*WHAT YOU WILL DO:*
Where a line below includes the word "tracing", copy that line.

•••••

use crate::models::UserId;
use crate::storage::MediaStorage;
use crate::store::{HerdStore, StoreError};

#[derive(Debug, thiserror::Error)]
pub enum DeleteBovidError {
    #[error("Bovid '{0}' not found")]
    NotFound(i64),

    #[error("Store error: {0}")]
    Store(#[from] StoreError),
}

/// Delete a bovid; its tag links and life events go with it
///
/// The stored photo is removed afterwards. Failing to remove it is logged and
/// does not fail the request, since the row is already gone.
#[tracing::instrument(skip(store, media))]
pub async fn handle(
    store: &dyn HerdStore,
    media: &MediaStorage,
    owner: UserId,
    id: i64,
) -> Result<(), DeleteBovidError> {
    let removed = store
        .delete_bovid(owner, id)
        .await?
        .ok_or(DeleteBovidError::NotFound(id))?;

    if let Some(key) = removed.image.as_deref() {
        if let Err(e) = media.delete(key).await {
            tracing::warn!(key, error = %e, "Failed to remove image of deleted bovid");
        }
    }

    tracing::info!(bovid_id = id, "Bovid deleted");
    Ok(())
}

•••••

*RESULT OF THIS EXERCISE:*
#[tracing::instrument(skip(store, media))]
            tracing::warn!(key, error = %e, "Failed to remove image of deleted bovid");
    tracing::info!(bovid_id = id, "Bovid deleted");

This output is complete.